### What is required
Keep to one stretch of the data below, the lines from the one with "use thiserror::Error;" up to and including the one with "alias for RMS Telemetry", and return that stretch exactly.

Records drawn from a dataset
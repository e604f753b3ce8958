//! # Error Types
//!
//! Custom error types for RMS Telemetry using `thiserror`.

use chrono::NaiveDate;
use thiserror::Error;

/// Main error type for RMS Telemetry
#[derive(Debug, Error)]
pub enum TelemetryError {
    /// Configuration errors
    #[error("Configuration error: {0}")]
    Config(#[from] toml::de::Error),

    /// I/O errors
    #[error("I/O error: {0}")]
    Io(#[from] std::io::Error),

    /// Invalid log file glob pattern
    #[error("Invalid log pattern: {0}")]
    Pattern(#[from] glob::PatternError),

    /// Malformed JSON report in a night archive
    #[error("JSON error: {0}")]
    Json(#[from] serde_json::Error),

    /// No run has been archived yet
    #[error("No history available")]
    HistoryEmpty,

    /// History exists but holds no run started on the requested date
    #[error("No history entry for {0}")]
    HistoryNotFound(NaiveDate),

    /// Host metrics output could not be understood
    #[error("Metrics parse error: {0}")]
    Metrics(String),
}

/// Result type alias for RMS Telemetry
pub type Result<T> = std::result::Result<T, TelemetryError>;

### Result of the task
use thiserror::Error;

/// Main error type for RMS Telemetry
#[derive(Debug, Error)]
pub enum TelemetryError {
    /// Configuration errors
    #[error("Configuration error: {0}")]
    Config(#[from] toml::de::Error),

    /// I/O errors
    #[error("I/O error: {0}")]
    Io(#[from] std::io::Error),

    /// Invalid log file glob pattern
    #[error("Invalid log pattern: {0}")]
    Pattern(#[from] glob::PatternError),

    /// Malformed JSON report in a night archive
    #[error("JSON error: {0}")]
    Json(#[from] serde_json::Error),

    /// No run has been archived yet
    #[error("No history available")]
    HistoryEmpty,

    /// History exists but holds no run started on the requested date
    #[error("No history entry for {0}")]
    HistoryNotFound(NaiveDate),

    /// Host metrics output could not be understood
    #[error("Metrics parse error: {0}")]
    Metrics(String),
}

/// Result type alias for RMS Telemetry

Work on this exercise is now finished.